NEGRONI, Pietro, detto lo Zingarello
NEGRONI, Pietro, detto lo Zingarello. – Nacque in Calabria, verosimilmente tra il 1515 e il 1520.
La data 1505 desumibile dal profilo tracciatone da Bernardo De Dominici (1742) non ha trovato conferme; il biografo, inoltre, è incerto sul luogo d’origine, di volta in volta identificato fra Settecento e Ottocento con Cosenza, Crotone, Castrovillari o San Marco Argentano, località più probabile essendo indicata in un manoscritto del XVI secolo, i Commentaria di Bernardino Bombini (Agosti - di Majo, 2004, p. 133).
Il carattere polidoresco della sua produzione è stato spiegato con un discepolato presso Polidoro Caldara da Caravaggio a Messina, intorno al 1530 (Bologna, 1959, pp. 76 s. n. 26). De Dominici, invece, ritiene fondata la posizione di quanti già ai suoi tempi lo credevano allievo di Marco Cardisco: è altamente probabile che si fosse formato nei primi anni Trenta nella bottega del conterraneo, a Napoli, dove poteva studiare anche diverse opere di Polidoro (Leone de Castris, 1996, p. 56). Come ha sostenuto Barbara Agosti (2001), non può però essere identificato col «compagno» di Cardisco (collaboratore di Giovanni da Udine) citato nelle Vite di Giorgio Vasari, senza ricordarne il nome.
Il primo documento su Negroni è del 1539: si tratta della commissione di una Immacolata da parte di Pacilio Certa, di destinazione sconosciuta (Filangieri, 1888, pp. 273 s.). Nell’atto notarile il pittore è detto «de Neapoli», specificazione questa che suggerisce un suo trasferimento in città già da diversi anni. Ciò rende credibile la collaborazione agli apparati allestiti per l’ingresso di Carlo V a Napoli nel 1535 di cui narra De Dominici (1742). Recentemente si è supposto (Agosti, 2001) anche un suo coinvolgimento negli analoghi apparati approntati a Cosenza ed è stata rilanciata una vecchia ipotesi sulla sua frequentazione del circolo intellettuale di Bernardino Martirano nella villa di Leucopetra, presso Portici, circostanze che sembrerebbero essere indirettamente confermate da una lettera inviata da Venezia nel 1544 da Polidoro Papera al pittore Giovan Luca da Eboli, dove Negroni è reputato «eccellenza oggidì dell’arte in cotesti paesi napoletani». Il pittore ebolitano viene invitato ad evitare «l’affettazione delle paroluzze della lingua toscana», difetto riscontrabile, a detta del Papera, nel modo di scrivere del calabrese (ibid., p. 23).

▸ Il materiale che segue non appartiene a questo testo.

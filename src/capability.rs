//! NIP-42 AUTH validation and capability tokens.
//!
//! An AUTH event may embed a capability token (CAP) as the JSON string value of
//! a `cap` tag. The token is itself a signed event issued by a collective:
//!
//! ```json
//! {
//!   "pubkey": "<collective>",
//!   "tags": [
//!     ["p", "<grantee>"],
//!     ["a", "39002:<collective>:*"],
//!     ["expiry", "1700000000"],
//!     ["cap", "publish", "kind:1"],
//!     ["cap", "access"]
//!   ],
//!   ...
//! }
//! ```
//!
//! Each `cap` tag inside the token becomes one [`Grant`] scoped to the token's
//! `a` commons (or `*` when absent).

use thiserror::Error;

use crate::{
    connection::Connection,
    event::{Event, Tag, Verifier, AUTH_KIND},
    grant::{Action, Grant, WILDCARD},
};

/// Kind used when minting capability tokens. Validation does not depend on it.
pub const CAP_KIND: u32 = 39003;

/// Why an AUTH message was rejected. Display strings go back to the client.
#[derive(Debug, Error, PartialEq, Eq)]
pub enum AuthError {
    #[error("connection not initialized")]
    NotInitialized,
    #[error("invalid auth kind")]
    InvalidKind,
    #[error("invalid auth signature")]
    InvalidSignature,
    #[error("invalid or missing challenge")]
    BadChallenge,
    #[error("invalid cap JSON")]
    MalformedCap,
    #[error("invalid cap signature")]
    InvalidCapSignature,
    #[error("grantee mismatch")]
    GranteeMismatch,
    #[error("cap expired")]
    Expired,
}

/// Identity and grants established by a successful AUTH.
#[derive(Debug, Clone, PartialEq)]
pub struct Authenticated {
    pub identity: String,
    pub grants: Vec<Grant>,
}

/// Validate `auth` against `conn` at unix time `now`.
///
/// Checks run in a fixed order and the first failure wins. An AUTH without a
/// `cap` tag authenticates its author with no grants.
pub fn validate_auth(
    conn: Option<&Connection>,
    auth: &Event,
    verifier: &dyn Verifier,
    now: u64,
) -> Result<Authenticated, AuthError> {
    let conn = conn.ok_or(AuthError::NotInitialized)?;
    if auth.kind != AUTH_KIND {
        return Err(AuthError::InvalidKind);
    }
    if !verifier.verify(auth) {
        return Err(AuthError::InvalidSignature);
    }
    let challenge_ok = auth
        .tags_named("challenge")
        .any(|t| t.get(1) == Some(conn.challenge.as_str()));
    if !challenge_ok {
        tracing::debug!(conn = conn.id, "auth challenge mismatch");
        return Err(AuthError::BadChallenge);
    }

    let Some(cap_json) = auth.tag_value("cap") else {
        return Ok(Authenticated {
            identity: auth.pubkey.clone(),
            grants: Vec::new(),
        });
    };
    let token: Event = serde_json::from_str(cap_json).map_err(|_| AuthError::MalformedCap)?;
    if !verifier.verify(&token) {
        return Err(AuthError::InvalidCapSignature);
    }
    if token.tag_value("p") != Some(auth.pubkey.as_str()) {
        return Err(AuthError::GranteeMismatch);
    }
    if let Some(expiry) = token.tag_value("expiry") {
        // An unparseable expiry is treated as already expired.
        let expiry: u64 = expiry.trim().parse().map_err(|_| AuthError::Expired)?;
        if expiry < now {
            return Err(AuthError::Expired);
        }
    }

    Ok(Authenticated {
        identity: auth.pubkey.clone(),
        grants: grants_from_token(&token),
    })
}

/// Expand the `cap` tags of a validated token into grants.
pub fn grants_from_token(token: &Event) -> Vec<Grant> {
    let commons = token.tag_value("a").unwrap_or(WILDCARD);
    token
        .tags_named("cap")
        .filter_map(|tag| {
            let raw = tag.get(1)?;
            let action = match raw.parse::<Action>() {
                Ok(action) => action,
                Err(err) => {
                    tracing::debug!(%err, "skipping cap grant");
                    return None;
                }
            };
            let scope = tag.get(2).unwrap_or(WILDCARD);
            Some(Grant::new(action, scope, commons))
        })
        .collect()
}

/// Tags for a capability token granting `grants` to `grantee`.
///
/// Each grant spec is `<action>` or `<action>:<scope>`, e.g. `publish:kind:1`.
pub fn token_tags(
    grantee: &str,
    commons: Option<&str>,
    expiry: Option<u64>,
    grants: &[String],
) -> Vec<Tag> {
    let mut tags = vec![Tag::new(&["p", grantee])];
    if let Some(commons) = commons {
        tags.push(Tag::new(&["a", commons]));
    }
    if let Some(expiry) = expiry {
        tags.push(Tag(vec!["expiry".into(), expiry.to_string()]));
    }
    for spec in grants {
        match spec.split_once(':') {
            Some((action, scope)) => tags.push(Tag::new(&["cap", action, scope])),
            None => tags.push(Tag::new(&["cap", spec])),
        }
    }
    tags
}

#[cfg(test)]
mod tests {
    use super::*;
    use crate::event::{public_key_hex, sign_event, SchnorrVerifier};

    const NOW: u64 = 1_700_000_000;
    const GRANTEE: [u8; 32] = [2u8; 32];
    const ISSUER: [u8; 32] = [1u8; 32];

    fn conn() -> Connection {
        Connection {
            id: 1,
            challenge: "chal".into(),
            identity: None,
            grants: vec![],
        }
    }

    fn cap(tags: Vec<Tag>) -> String {
        serde_json::to_string(&sign_event(&ISSUER, CAP_KIND, NOW, tags, "").unwrap()).unwrap()
    }

    fn auth(kind: u32, challenge: &str, cap: Option<String>) -> Event {
        let mut tags = vec![Tag::new(&["challenge", challenge])];
        if let Some(cap) = cap {
            tags.push(Tag(vec!["cap".into(), cap]));
        }
        sign_event(&GRANTEE, kind, NOW, tags, "").unwrap()
    }

    fn grantee() -> String {
        public_key_hex(&GRANTEE).unwrap()
    }

    fn run(ev: &Event) -> Result<Authenticated, AuthError> {
        validate_auth(Some(&conn()), ev, &SchnorrVerifier, NOW)
    }

    #[test]
    fn missing_connection() {
        let ev = auth(AUTH_KIND, "chal", None);
        assert_eq!(
            validate_auth(None, &ev, &SchnorrVerifier, NOW),
            Err(AuthError::NotInitialized)
        );
    }

    #[test]
    fn wrong_kind_wins_over_bad_signature() {
        let mut ev = auth(1, "chal", None);
        ev.sig = "00".into();
        assert_eq!(run(&ev), Err(AuthError::InvalidKind));
    }

    #[test]
    fn bad_signature() {
        let mut ev = auth(AUTH_KIND, "chal", None);
        ev.content = "tampered".into();
        assert_eq!(run(&ev), Err(AuthError::InvalidSignature));
    }

    #[test]
    fn wrong_or_missing_challenge() {
        assert_eq!(run(&auth(AUTH_KIND, "other", None)), Err(AuthError::BadChallenge));
        let ev = sign_event(&GRANTEE, AUTH_KIND, NOW, vec![], "").unwrap();
        assert_eq!(run(&ev), Err(AuthError::BadChallenge));
    }

    #[test]
    fn plain_auth_has_no_grants() {
        let ok = run(&auth(AUTH_KIND, "chal", None)).unwrap();
        assert_eq!(ok.identity, grantee());
        assert!(ok.grants.is_empty());
    }

    #[test]
    fn challenge_can_be_reused() {
        let ev = auth(AUTH_KIND, "chal", None);
        assert!(run(&ev).is_ok());
        assert!(run(&ev).is_ok());
    }

    #[test]
    fn malformed_cap() {
        let ev = auth(AUTH_KIND, "chal", Some("{not json".into()));
        assert_eq!(run(&ev), Err(AuthError::MalformedCap));
    }

    #[test]
    fn cap_with_bad_signature() {
        let mut token = sign_event(&ISSUER, CAP_KIND, NOW, token_tags(&grantee(), None, None, &[]), "")
            .unwrap();
        token.sig = "11".repeat(64);
        let ev = auth(AUTH_KIND, "chal", Some(serde_json::to_string(&token).unwrap()));
        assert_eq!(run(&ev), Err(AuthError::InvalidCapSignature));
    }

    #[test]
    fn cap_for_someone_else() {
        let other = public_key_hex(&[3u8; 32]).unwrap();
        let ev = auth(
            AUTH_KIND,
            "chal",
            Some(cap(token_tags(&other, None, None, &["publish".into()]))),
        );
        assert_eq!(run(&ev), Err(AuthError::GranteeMismatch));
    }

    #[test]
    fn expiry_boundaries() {
        let past = auth(
            AUTH_KIND,
            "chal",
            Some(cap(token_tags(&grantee(), None, Some(NOW - 1), &[]))),
        );
        assert_eq!(run(&past), Err(AuthError::Expired));

        let exact = auth(
            AUTH_KIND,
            "chal",
            Some(cap(token_tags(&grantee(), None, Some(NOW), &[]))),
        );
        assert!(run(&exact).is_ok());

        let garbage = auth(
            AUTH_KIND,
            "chal",
            Some(cap(vec![
                Tag::new(&["p", &grantee()]),
                Tag::new(&["expiry", "soon"]),
            ])),
        );
        assert_eq!(run(&garbage), Err(AuthError::Expired));
    }

    #[test]
    fn grants_carry_token_commons() {
        let tags = token_tags(
            &grantee(),
            Some("39002:A:*"),
            None,
            &["publish:kind:1".into(), "access".into(), "bogus".into()],
        );
        let ok = run(&auth(AUTH_KIND, "chal", Some(cap(tags)))).unwrap();
        assert_eq!(
            ok.grants,
            vec![
                Grant::new(Action::Publish, "kind:1", "39002:A:*"),
                Grant::new(Action::Access, "*", "39002:A:*"),
            ]
        );
    }

    #[test]
    fn commons_defaults_to_wildcard() {
        let tags = token_tags(&grantee(), None, None, &["publish:7".into()]);
        let ok = run(&auth(AUTH_KIND, "chal", Some(cap(tags)))).unwrap();
        assert_eq!(ok.grants, vec![Grant::new(Action::Publish, "7", "*")]);
    }
}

L’opera di Negroni con la data più antica è la pala raffigurante la Madonna col Bambino e i ss. Antonino e Catello della chiesa di S. Antonino a Sorrento, richiesta da Luca de Maxo nel 1539 (come attesta una scritta posta ai piedi della composizione), in cui è sensibile la vicinanza a Cardisco. A una fase precedente potrebbero invece appartenere la Madonna col Bambino in S. Maria della Consolazione ad Altomonte (Cosenza) e la Pietà dei Ss. Marcellino e Festo a Napoli. Del 1540 è la Natività in S. Domenico ad Aversa, firmata assieme a Girolamo Cardillo; all’anno successivo risale l’Adorazione dei magi nella chiesa partenopea di S. Maria Donnaromita.
Sulla base di una scoperta documentaria è stato espunto dal catalogo negroniano il polittico della chiesa di S. Maria Maddalena in Armillis a Sant’Egidio del Monte Albino (Salerno), realizzato da un certo Giovan Lorenzo Firello (o Ferrillo) tra il 1540 e il 1543 (Braca, 2011). Ai modi di Firello, che si rivela uno stretto seguace di Cardisco, può essere accostata, sia pur cautamente, la tavola con la Madonna col Bambino e i ss. Giovanni Battista e Giovanni Evangelista nell’Archivio storico diocesano di Napoli, già attribuita a Negroni (Leone de Castris, 1996, p. 56).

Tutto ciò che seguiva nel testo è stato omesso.